The drop is not a surprise. Every estimate the Census Bureau has done since the bleak census in 2010 indicated the bleeding had not stopped.
One modest bright spot, though, in the figures released this past week was that Greenwood’s loss came in at 4.7%. That was about half of what the estimates had projected.
Most of us love this county and this city. We either have roots here that go back to our childhood, or we have become deeply invested in it as transplants. We tell ourselves and our family and friends who live elsewhere that Greenwood is the jewel of the Delta. We’re proud of it, and we want it to prosper.
But something is wrong when more people pack up and leave every year than move here.
Leflore County, of course, is not alone in this struggle. Depending on how you define the Delta, this county is falling into the same pattern as the rest of the region.
Of the 10 “core” Delta counties, all but tiny Issaquena County lost at least 9% of their population since the 2010 census. The average drop for the group was 13.2%.

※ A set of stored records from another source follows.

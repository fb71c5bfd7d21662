// Device-position lookup behind a trait seam.
// A terminal has no geolocation capability, so the shipped implementation
// resolves the machine's public IP to coarse coordinates. Tests inject fakes.

use std::time::Duration;

use serde::Deserialize;

use crate::error::{DeckError, Result};

use super::weather::Coordinates;

/// Geolocation gives up after this long.
pub const GEOLOCATION_TIMEOUT: Duration = Duration::from_secs(6);

/// Single-shot position lookup. Fails with `LocationUnavailable` when the
/// capability is missing, denied, or times out.
pub trait Geolocate {
    fn locate(&self) -> impl Future<Output = Result<Coordinates>> + Send;
}

/// IP-based locator backed by ip-api.com.
#[derive(Debug, Clone)]
pub struct IpGeolocator {
    client: reqwest::Client,
    endpoint: String,
}

#[derive(Debug, Deserialize)]
struct IpApiResponse {
    status: String,
    #[serde(default)]
    lat: f64,
    #[serde(default)]
    lon: f64,
}

impl IpGeolocator {
    pub fn new() -> Self {
        Self::with_endpoint("http://ip-api.com".to_string())
    }

    pub fn with_endpoint(endpoint: String) -> Self {
        Self {
            client: reqwest::Client::new(),
            endpoint,
        }
    }

    async fn locate_inner(&self) -> Result<Coordinates> {
        let url = format!("{}/json", self.endpoint);
        let response: IpApiResponse = self.client.get(&url).send().await?.json().await?;
        if response.status != "success" {
            return Err(DeckError::LocationUnavailable);
        }
        Ok(Coordinates {
            lat: response.lat,
            lon: response.lon,
            city: None,
        })
    }
}

impl Geolocate for IpGeolocator {
    async fn locate(&self) -> Result<Coordinates> {
        match tokio::time::timeout(GEOLOCATION_TIMEOUT, self.locate_inner()).await {
            Ok(Ok(coords)) => Ok(coords),
            // Transport errors and timeouts both read as "no position".
            Ok(Err(_)) | Err(_) => Err(DeckError::LocationUnavailable),
        }
    }
}
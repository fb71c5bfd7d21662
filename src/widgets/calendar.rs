// Calendar widget.
// Renders the current month as a Sunday-first grid with today marked.

use chrono::{Datelike, NaiveDate};

/// Render a month grid. `today` is bracketed; every other day gets a
/// two-character cell so weeks stay aligned.
pub fn month_grid(today: NaiveDate) -> String {
    let first = today.with_day(1).unwrap_or(today);
    let days_in_month = days_in_month(today.year(), today.month());
    let leading = first.weekday().num_days_from_sunday() as usize;

    let mut lines = vec!["Su Mo Tu We Th Fr Sa".to_string()];
    let mut week = vec!["  ".to_string(); leading];
    for day in 1..=days_in_month {
        if day == today.day() {
            week.push(format!("[{}]", day));
        } else {
            week.push(format!("{:>2}", day));
        }
        if week.len() == 7 {
            lines.push(week.join(" "));
            week.clear();
        }
    }
    if !week.is_empty() {
        lines.push(week.join(" "));
    }
    lines.join("\n")
}

fn days_in_month(year: i32, month: u32) -> u32 {
    let next = if month == 12 {
        NaiveDate::from_ymd_opt(year + 1, 1, 1)
    } else {
        NaiveDate::from_ymd_opt(year, month + 1, 1)
    };
    next.and_then(|d| d.pred_opt())
        .map(|d| d.day())
        .unwrap_or(30)
}

#[cfg(test)]
mod tests {
    use super::*;

    #[test]
    fn test_days_in_month() {
        assert_eq!(days_in_month(2026, 8), 31);
        assert_eq!(days_in_month(2026, 2), 28);
        assert_eq!(days_in_month(2024, 2), 29);
        assert_eq!(days_in_month(2026, 12), 31);
    }

    #[test]
    fn test_grid_shape_august_2026() {
        // August 1st 2026 is a Saturday: six leading blanks, six week rows.
        let grid = month_grid(NaiveDate::from_ymd_opt(2026, 8, 24).unwrap());
        let lines: Vec<&str> = grid.lines().collect();
        assert_eq!(lines[0], "Su Mo Tu We Th Fr Sa");
        assert_eq!(lines.len(), 7);
        assert!(lines[1].ends_with(" 1"));
    }

    #[test]
    fn test_today_is_marked() {
        let grid = month_grid(NaiveDate::from_ymd_opt(2026, 8, 24).unwrap());
        assert!(grid.contains("[24]"));
        assert!(!grid.contains("[23]"));
    }

    #[test]
    fn test_month_starting_sunday_has_no_leading_blanks() {
        // March 1st 2026 is a Sunday.
        let grid = month_grid(NaiveDate::from_ymd_opt(2026, 3, 1).unwrap());
        let second_line = grid.lines().nth(1).unwrap();
        assert!(second_line.starts_with("[1]"));
    }
}
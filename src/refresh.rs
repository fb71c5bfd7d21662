// Cache-and-refresh protocol shared by the network-backed widgets.
// A refresh renders a cached entry when it is fresh, otherwise runs the
// widget's lookup chain and caches the result; failures surface as an error
// panel with manual retry.

use std::time::Duration;

use chrono::{DateTime, Utc};
use serde::{Deserialize, Serialize};

use crate::error::Result;
use crate::store::Store;

/// How long a cached rendering stays valid for both weather and news.
pub const CACHE_TTL: Duration = Duration::from_secs(15 * 60);

/// A cached rendering with its write timestamp.
#[derive(Debug, Clone, Serialize, Deserialize)]
pub struct CacheEntry {
    /// The rendered widget output.
    pub rendered: String,
    /// When the entry was written.
    pub cached_at: DateTime<Utc>,
}

impl CacheEntry {
    pub fn new(rendered: String) -> Self {
        Self {
            rendered,
            cached_at: Utc::now(),
        }
    }

    /// Whether the entry is still within `ttl` of its write time.
    pub fn is_fresh(&self, ttl: Duration) -> bool {
        let elapsed = Utc::now()
            .signed_duration_since(self.cached_at)
            .to_std()
            .unwrap_or(Duration::MAX);
        elapsed < ttl
    }
}

/// Read the entry under `cache_key` if present and fresh.
pub fn read_fresh(store: &Store, cache_key: &str) -> Option<String> {
    let entry: Option<CacheEntry> = store.get(cache_key, None);
    entry
        .filter(|entry| entry.is_fresh(CACHE_TTL))
        .map(|entry| entry.rendered)
}

/// Result of one run of the refresh protocol.
#[derive(Debug, Clone, PartialEq, Eq)]
pub enum RefreshOutcome {
    /// Rendered from a fresh cache entry; the lookup was not invoked.
    Cached(String),
    /// Rendered from the lookup; a cache entry was written.
    Fetched(String),
    /// The lookup failed; nothing was written.
    Failed(String),
}

/// Run the refresh protocol for one widget.
///
/// The lookup is only invoked on a cache miss, and partial progress inside a
/// failed lookup is discarded wholesale. Retry is re-running this function.
pub async fn run_refresh<F, Fut>(store: &Store, cache_key: &str, lookup: F) -> RefreshOutcome
where
    F: FnOnce() -> Fut,
    Fut: Future<Output = Result<String>>,
{
    if let Some(rendered) = read_fresh(store, cache_key) {
        return RefreshOutcome::Cached(rendered);
    }
    match lookup().await {
        Ok(rendered) => {
            store.set(cache_key, &CacheEntry::new(rendered.clone()));
            RefreshOutcome::Fetched(rendered)
        }
        Err(err) => RefreshOutcome::Failed(err.to_string()),
    }
}

/// Render state of a refreshable panel.
#[derive(Debug, Clone, Default, PartialEq, Eq)]
pub enum WidgetView {
    #[default]
    Idle,
    Loading,
    Ready(String),
    Error(String),
}

impl WidgetView {
    pub fn is_loading(&self) -> bool {
        matches!(self, WidgetView::Loading)
    }
}

/// Per-widget refresh state with a generation counter.
///
/// Overlapping refreshes (rapid retries, parameter changes mid-flight) each
/// get a new generation; a completion carrying a stale generation is
/// discarded rather than rendered.
#[derive(Debug, Default)]
pub struct RefreshSlot {
    pub view: WidgetView,
    generation: u64,
}

impl RefreshSlot {
    pub fn new() -> Self {
        Self::default()
    }

    /// Start a new refresh: bump the generation and show the loading
    /// placeholder. Returns the generation to tag the in-flight lookup with.
    pub fn begin(&mut self) -> u64 {
        self.generation += 1;
        self.view = WidgetView::Loading;
        self.generation
    }

    /// Render a result without a fetch (warm cache path). Bumps the
    /// generation so any still-running refresh for earlier parameters is
    /// discarded when it completes.
    pub fn show(&mut self, rendered: String) {
        self.generation += 1;
        self.view = WidgetView::Ready(rendered);
    }

    /// Apply a completed lookup. Returns false when the result belonged to a
    /// superseded generation and was dropped.
    pub fn complete(&mut self, generation: u64, outcome: RefreshOutcome) -> bool {
        if generation != self.generation {
            return false;
        }
        self.view = match outcome {
            RefreshOutcome::Cached(rendered) | RefreshOutcome::Fetched(rendered) => {
                WidgetView::Ready(rendered)
            }
            RefreshOutcome::Failed(message) => WidgetView::Error(message),
        };
        true
    }
}
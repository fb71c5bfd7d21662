// rss2json feed conversion endpoint.
// Turns any RSS feed URL into a typed list of items.

use serde::Deserialize;

use crate::error::Result;

use super::client::SourceClient;

#[derive(Debug, Clone, Deserialize)]
pub struct FeedResponse {
    #[serde(default)]
    pub items: Vec<FeedItem>,
}

#[derive(Debug, Clone, Deserialize)]
pub struct FeedItem {
    pub title: String,
    pub link: String,
    #[serde(default)]
    pub author: String,
    #[serde(default)]
    pub source: Option<FeedSource>,
}

#[derive(Debug, Clone, Deserialize)]
pub struct FeedSource {
    pub title: String,
}

impl FeedItem {
    /// Byline for the item: author, else the source feed's title, else empty.
    pub fn byline(&self) -> &str {
        if !self.author.is_empty() {
            &self.author
        } else if let Some(source) = &self.source {
            &source.title
        } else {
            ""
        }
    }
}

impl SourceClient {
    /// Fetch a feed's items through the conversion service.
    pub async fn fetch_feed(&self, feed_url: &str) -> Result<FeedResponse> {
        let url = format!("{}/v1/api.json", self.endpoints.feeds);
        let params = [("rss_url", feed_url)];
        self.get_json(&url, &params).await
    }
}

#[cfg(test)]
mod tests {
    use super::*;

    fn item(author: &str, source: Option<&str>) -> FeedItem {
        FeedItem {
            title: "t".to_string(),
            link: "https://example.com".to_string(),
            author: author.to_string(),
            source: source.map(|title| FeedSource {
                title: title.to_string(),
            }),
        }
    }

    #[test]
    fn test_byline_prefers_author() {
        assert_eq!(item("Ada", Some("BBC")).byline(), "Ada");
    }

    #[test]
    fn test_byline_falls_back_to_source_then_empty() {
        assert_eq!(item("", Some("BBC")).byline(), "BBC");
        assert_eq!(item("", None).byline(), "");
    }

    #[test]
    fn test_response_tolerates_missing_items_field() {
        let response: FeedResponse = serde_json::from_str(r#"{"status":"error"}"#).unwrap();
        assert!(response.items.is_empty());
    }
}
// Third-party HTTP sources consumed by the widgets.
// Each source module adds typed endpoint methods to the shared client.

pub mod client;
pub mod geolocate;
pub mod news;
pub mod quote;
pub mod weather;

pub use client::{Endpoints, SourceClient};
pub use geolocate::{Geolocate, IpGeolocator};
pub use weather::Coordinates;
// Quote widget.
// Random quote on demand; failures render the fixed fallback quote instead
// of an error panel. Deliberately uncached.

use crate::refresh::{RefreshSlot, WidgetView};
use crate::sources::quote::Quote;

#[derive(Debug, Default)]
pub struct QuoteWidget {
    pub slot: RefreshSlot,
}

impl QuoteWidget {
    pub fn new() -> Self {
        Self::default()
    }

    /// Apply a completed fetch; the caller substitutes the fallback quote on
    /// failure, so this only ever renders.
    pub fn complete(&mut self, generation: u64, quote: Quote) -> bool {
        let rendered = render_quote(&quote);
        // Reuse the slot's generation check via a synthetic outcome.
        self.slot.complete(
            generation,
            crate::refresh::RefreshOutcome::Fetched(rendered),
        )
    }

    pub fn view(&self) -> &WidgetView {
        &self.slot.view
    }
}

pub fn render_quote(quote: &Quote) -> String {
    format!("\u{201c}{}\u{201d}\n- {}", quote.q, quote.a)
}

#[cfg(test)]
mod tests {
    use super::*;
    use crate::sources::quote::fallback_quote;

    #[test]
    fn test_render_includes_text_and_author() {
        let rendered = render_quote(&fallback_quote());
        assert!(rendered.contains("Be yourself"));
        assert!(rendered.contains("Oscar Wilde"));
    }

    #[test]
    fn test_stale_quote_is_discarded() {
        let mut widget = QuoteWidget::new();
        let first = widget.slot.begin();
        let second = widget.slot.begin();
        assert!(widget.complete(second, fallback_quote()));
        assert!(!widget.complete(first, Quote {
            q: "old".to_string(),
            a: "nobody".to_string(),
        }));
    }
}
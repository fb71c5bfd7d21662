// Error types for the startdeck application.
// Covers HTTP source errors, store errors, and widget lookup failures.

use thiserror::Error;

#[derive(Error, Debug)]
pub enum DeckError {
    #[error("request failed: {0}")]
    Http(#[from] reqwest::Error),

    #[error("JSON parsing error: {0}")]
    Json(#[from] serde_json::Error),

    #[error("IO error: {0}")]
    Io(#[from] std::io::Error),

    #[error("City not found: {0}")]
    CityNotFound(String),

    #[error("Location unavailable")]
    LocationUnavailable,

    #[error("Weather unavailable")]
    WeatherUnavailable,

    #[error("News unavailable")]
    NewsUnavailable,

    #[error("feed returned no items")]
    EmptyFeed,

    #[error("{0}")]
    Other(String),
}

pub type Result<T> = std::result::Result<T, DeckError>;
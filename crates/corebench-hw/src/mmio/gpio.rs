/// GPIO MMIO region base address
pub const BASE: u32 = 0x0000_2000;

/// GPIO MMIO region end address (exclusive)
pub const END: u32 = 0x0000_2010;

/// GPIO register offsets (relative to `BASE`)
pub mod registers {
    /// Current input pin levels (read-only)
    pub const DATA_IN: u32 = 0x00;
    /// Output pin levels
    pub const DATA_OUT: u32 = 0x04;
    /// Per-pin rising-edge interrupt enable
    pub const IRQ_ENABLE: u32 = 0x08;
    /// Latched rising edges, write 1 to clear
    pub const IRQ_STATUS: u32 = 0x0C;
}

/// Pin assignments on the bench board
pub mod pins {
    /// Push button input (active high)
    pub const BUTTON: u32 = 1 << 0;
    /// Output pin wired back to `BUTTON` by the loopback jumper
    pub const LOOPBACK_OUT: u32 = 1 << 0;
    /// First LED output bit
    pub const LED_SHIFT: u32 = 8;
    /// LED output mask
    pub const LED_MASK: u32 = 0xFF << LED_SHIFT;
}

Even though the population loss is widespread, that doesn’t make it any less of a concern, and arguably the biggest one this community faces.
Population declines are bad for everyone. Commerce suffers, investments dry up, wages are depressed, critical services such as health care become hard to maintain. The tax burden rises as the standard of living falls, prompting more folks to look elsewhere. It becomes a vicious cycle, as evidenced by the population losses that have been going on since at least the 1940s.
Most of the factors causing the depopulation of the Delta are beyond anyone’s control.
The majority of young adults, especially those who earn college degrees, are gravitating to larger cities because they want the urban lifestyle. Birmingham and Nashville have become favorite destinations of Delta expatriates.
The Delta economy has also gone through a major transformation. Although farming remains a bedrock part of it, the money it produces goes through a lot fewer hands, as the forces of mechanization and more recent technology improvements have reduced how many people it takes to plant and harvest a crop.
Manufacturing softened the blow from the agricultural job losses for a while, but globalization greatly reduced the number of factories here, especially those that required limited job skills.
Some have touted tourism as a possible savior. That’s doubtful. Tourism is a lagniappe, providing some economic benefit and fun to a community, but it pays modest wages and few fringe benefits for those employed in the industry. It’s not a magnet for job seekers willing to relocate. Coahoma County has gone all-in on tourism, and it’s showing one of the highest population drops in the region at more than 18% since 2010.
People will relocate for higher-skilled manufacturing and higher-paid service jobs, such as in health care, but a community has to provide the amenities they want for themselves and their families.
Good schools are the most fundamental amenity desired, preferably with a public option as part of the mix. It’s no coincidence that the Delta’s population losses have coincided with white flight from the public schools and their overall decline in quality.
Since 2000 alone, the white population in Leflore County has fallen by a stunning 42%.
The Black leadership in this community might not be alarmed about that. It is, after all, insulting to Blacks to hear whites say they are not comfortable sending their children to predominately black schools when Blacks well remember what they went through, or what their parents went through, when they desegregated all-white schools.
It is in their own interest, though, for Black leaders to get beyond that, since the exodus of whites is being accompanied by a significant exodus of Blacks, too. The Black population in Leflore County has fallen by 9% each of the past two decades.
Maybe school resegregation has gone on too long and too far for it to be reversed. But if we can’t figure out a way to accomplish that, a decade from now we will be lamenting another double-digit decline in population.